> WHAT YOU ARE ASKED TO DO: Scan the material for the word "type", then return every line where it appears.

= = = = =

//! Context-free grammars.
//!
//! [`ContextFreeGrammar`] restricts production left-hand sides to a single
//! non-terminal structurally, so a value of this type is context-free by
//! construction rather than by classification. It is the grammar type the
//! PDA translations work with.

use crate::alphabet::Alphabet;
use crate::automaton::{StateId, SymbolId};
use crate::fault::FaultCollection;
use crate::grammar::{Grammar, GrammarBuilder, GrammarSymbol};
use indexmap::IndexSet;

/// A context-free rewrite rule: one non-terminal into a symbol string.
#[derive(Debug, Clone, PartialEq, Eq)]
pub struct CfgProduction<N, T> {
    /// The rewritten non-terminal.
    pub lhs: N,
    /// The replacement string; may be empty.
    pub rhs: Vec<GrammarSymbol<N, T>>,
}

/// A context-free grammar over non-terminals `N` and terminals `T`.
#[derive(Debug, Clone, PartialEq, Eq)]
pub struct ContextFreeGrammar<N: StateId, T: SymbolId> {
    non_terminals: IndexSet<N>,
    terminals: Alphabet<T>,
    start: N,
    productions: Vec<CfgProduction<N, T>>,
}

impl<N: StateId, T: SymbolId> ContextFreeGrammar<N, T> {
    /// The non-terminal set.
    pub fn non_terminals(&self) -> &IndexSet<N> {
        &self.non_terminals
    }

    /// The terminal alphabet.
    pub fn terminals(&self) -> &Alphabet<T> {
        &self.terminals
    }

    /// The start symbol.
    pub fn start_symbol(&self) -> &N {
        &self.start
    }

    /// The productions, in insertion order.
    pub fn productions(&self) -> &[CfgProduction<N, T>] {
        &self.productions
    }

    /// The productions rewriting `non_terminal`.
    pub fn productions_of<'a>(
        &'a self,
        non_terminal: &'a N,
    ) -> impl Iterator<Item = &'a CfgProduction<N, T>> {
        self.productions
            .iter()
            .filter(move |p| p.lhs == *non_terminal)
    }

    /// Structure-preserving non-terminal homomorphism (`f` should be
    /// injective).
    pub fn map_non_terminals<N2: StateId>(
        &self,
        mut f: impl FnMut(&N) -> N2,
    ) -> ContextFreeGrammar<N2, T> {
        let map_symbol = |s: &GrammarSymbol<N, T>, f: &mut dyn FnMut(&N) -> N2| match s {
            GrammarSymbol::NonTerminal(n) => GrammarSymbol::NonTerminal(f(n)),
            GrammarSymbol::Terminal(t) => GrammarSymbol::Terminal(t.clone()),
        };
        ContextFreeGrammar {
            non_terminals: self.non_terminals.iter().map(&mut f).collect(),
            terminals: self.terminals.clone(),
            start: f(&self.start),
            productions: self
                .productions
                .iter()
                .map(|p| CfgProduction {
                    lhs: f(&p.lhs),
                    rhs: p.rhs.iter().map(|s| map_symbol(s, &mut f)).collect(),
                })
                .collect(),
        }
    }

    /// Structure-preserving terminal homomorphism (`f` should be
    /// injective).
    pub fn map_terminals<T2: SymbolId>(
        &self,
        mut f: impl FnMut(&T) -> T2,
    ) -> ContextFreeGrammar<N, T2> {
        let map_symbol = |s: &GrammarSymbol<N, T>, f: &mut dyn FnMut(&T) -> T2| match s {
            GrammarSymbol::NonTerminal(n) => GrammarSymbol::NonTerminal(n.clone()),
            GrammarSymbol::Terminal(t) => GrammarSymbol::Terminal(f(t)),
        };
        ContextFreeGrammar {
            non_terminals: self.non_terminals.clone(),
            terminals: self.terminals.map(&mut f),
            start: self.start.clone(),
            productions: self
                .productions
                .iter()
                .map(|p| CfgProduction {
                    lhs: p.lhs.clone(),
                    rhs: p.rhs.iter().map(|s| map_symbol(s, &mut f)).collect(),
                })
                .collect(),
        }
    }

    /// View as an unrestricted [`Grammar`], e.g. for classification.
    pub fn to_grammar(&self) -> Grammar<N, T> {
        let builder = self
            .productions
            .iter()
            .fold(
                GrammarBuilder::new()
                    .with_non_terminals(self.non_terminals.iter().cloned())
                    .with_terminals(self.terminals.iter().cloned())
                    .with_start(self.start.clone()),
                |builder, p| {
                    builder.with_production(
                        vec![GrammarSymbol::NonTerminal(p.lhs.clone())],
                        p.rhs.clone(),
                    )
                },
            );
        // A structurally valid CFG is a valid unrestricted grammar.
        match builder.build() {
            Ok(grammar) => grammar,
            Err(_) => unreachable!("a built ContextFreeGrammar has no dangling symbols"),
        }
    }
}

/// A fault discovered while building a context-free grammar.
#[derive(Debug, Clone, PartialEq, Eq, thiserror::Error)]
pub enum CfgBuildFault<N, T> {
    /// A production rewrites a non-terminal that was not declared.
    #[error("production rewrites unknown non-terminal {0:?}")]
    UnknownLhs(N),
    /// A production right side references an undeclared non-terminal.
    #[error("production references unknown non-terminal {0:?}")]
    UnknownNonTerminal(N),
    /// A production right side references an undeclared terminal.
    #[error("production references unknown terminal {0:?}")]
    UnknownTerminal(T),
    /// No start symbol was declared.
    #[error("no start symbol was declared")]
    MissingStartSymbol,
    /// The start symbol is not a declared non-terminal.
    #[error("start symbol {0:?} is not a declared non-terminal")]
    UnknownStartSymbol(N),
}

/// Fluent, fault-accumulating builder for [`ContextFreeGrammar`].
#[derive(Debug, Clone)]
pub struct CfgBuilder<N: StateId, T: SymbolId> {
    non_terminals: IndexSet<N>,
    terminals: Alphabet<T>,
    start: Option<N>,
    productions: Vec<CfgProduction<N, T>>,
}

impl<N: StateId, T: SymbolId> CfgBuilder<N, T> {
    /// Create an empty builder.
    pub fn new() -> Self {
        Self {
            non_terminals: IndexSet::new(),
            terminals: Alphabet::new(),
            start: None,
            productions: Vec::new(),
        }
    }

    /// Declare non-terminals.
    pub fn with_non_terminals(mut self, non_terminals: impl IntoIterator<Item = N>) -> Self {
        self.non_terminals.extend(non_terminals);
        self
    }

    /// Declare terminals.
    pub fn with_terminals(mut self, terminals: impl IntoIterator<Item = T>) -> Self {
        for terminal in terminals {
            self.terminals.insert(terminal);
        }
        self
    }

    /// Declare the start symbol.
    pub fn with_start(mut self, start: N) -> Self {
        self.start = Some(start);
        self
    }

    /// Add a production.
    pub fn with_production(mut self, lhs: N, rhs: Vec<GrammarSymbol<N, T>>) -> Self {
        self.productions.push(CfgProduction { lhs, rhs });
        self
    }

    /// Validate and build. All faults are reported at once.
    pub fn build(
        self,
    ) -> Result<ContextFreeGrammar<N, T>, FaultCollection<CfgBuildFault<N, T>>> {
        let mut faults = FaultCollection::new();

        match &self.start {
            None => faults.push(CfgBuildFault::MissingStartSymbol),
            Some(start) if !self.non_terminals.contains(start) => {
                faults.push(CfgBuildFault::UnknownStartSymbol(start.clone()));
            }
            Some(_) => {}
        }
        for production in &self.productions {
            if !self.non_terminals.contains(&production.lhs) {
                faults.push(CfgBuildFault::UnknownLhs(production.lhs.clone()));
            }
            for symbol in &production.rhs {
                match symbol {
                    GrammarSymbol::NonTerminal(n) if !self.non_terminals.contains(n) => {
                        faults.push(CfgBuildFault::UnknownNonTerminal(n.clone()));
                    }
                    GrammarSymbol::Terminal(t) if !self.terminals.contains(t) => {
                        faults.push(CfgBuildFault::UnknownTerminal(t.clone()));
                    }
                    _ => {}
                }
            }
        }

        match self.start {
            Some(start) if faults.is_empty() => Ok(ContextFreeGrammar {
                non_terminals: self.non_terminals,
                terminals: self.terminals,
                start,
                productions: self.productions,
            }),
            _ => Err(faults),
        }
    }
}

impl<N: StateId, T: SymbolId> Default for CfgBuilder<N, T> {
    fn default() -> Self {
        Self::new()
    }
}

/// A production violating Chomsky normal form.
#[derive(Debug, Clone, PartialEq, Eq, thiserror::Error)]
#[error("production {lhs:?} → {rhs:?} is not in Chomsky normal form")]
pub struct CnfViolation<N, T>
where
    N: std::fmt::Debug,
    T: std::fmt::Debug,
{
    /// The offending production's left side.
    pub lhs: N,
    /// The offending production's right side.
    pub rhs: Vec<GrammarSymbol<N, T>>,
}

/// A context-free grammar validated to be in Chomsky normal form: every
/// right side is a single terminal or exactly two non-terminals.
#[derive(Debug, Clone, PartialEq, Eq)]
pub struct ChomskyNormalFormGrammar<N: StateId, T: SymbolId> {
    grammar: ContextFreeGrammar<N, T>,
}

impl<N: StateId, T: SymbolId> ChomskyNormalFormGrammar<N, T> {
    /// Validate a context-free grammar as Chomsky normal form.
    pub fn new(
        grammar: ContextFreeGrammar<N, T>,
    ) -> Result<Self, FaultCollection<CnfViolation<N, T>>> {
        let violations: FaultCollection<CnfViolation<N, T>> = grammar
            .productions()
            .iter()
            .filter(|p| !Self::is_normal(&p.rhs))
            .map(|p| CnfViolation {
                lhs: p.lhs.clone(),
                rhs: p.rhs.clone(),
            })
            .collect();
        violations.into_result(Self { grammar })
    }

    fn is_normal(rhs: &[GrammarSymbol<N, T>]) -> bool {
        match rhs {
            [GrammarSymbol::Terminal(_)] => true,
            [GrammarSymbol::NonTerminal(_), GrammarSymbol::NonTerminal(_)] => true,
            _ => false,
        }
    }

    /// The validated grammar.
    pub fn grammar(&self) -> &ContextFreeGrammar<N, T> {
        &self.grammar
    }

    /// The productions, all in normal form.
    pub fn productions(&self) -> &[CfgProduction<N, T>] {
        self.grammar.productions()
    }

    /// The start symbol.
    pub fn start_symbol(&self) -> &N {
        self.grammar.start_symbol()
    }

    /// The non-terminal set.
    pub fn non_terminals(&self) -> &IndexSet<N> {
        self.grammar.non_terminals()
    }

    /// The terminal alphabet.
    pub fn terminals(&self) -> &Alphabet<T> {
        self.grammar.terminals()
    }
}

= = = = =

> RESULT OF THIS EXERCISE:
//! non-terminal structurally, so a value of this type is context-free by
//! construction rather than by classification. It is the grammar type the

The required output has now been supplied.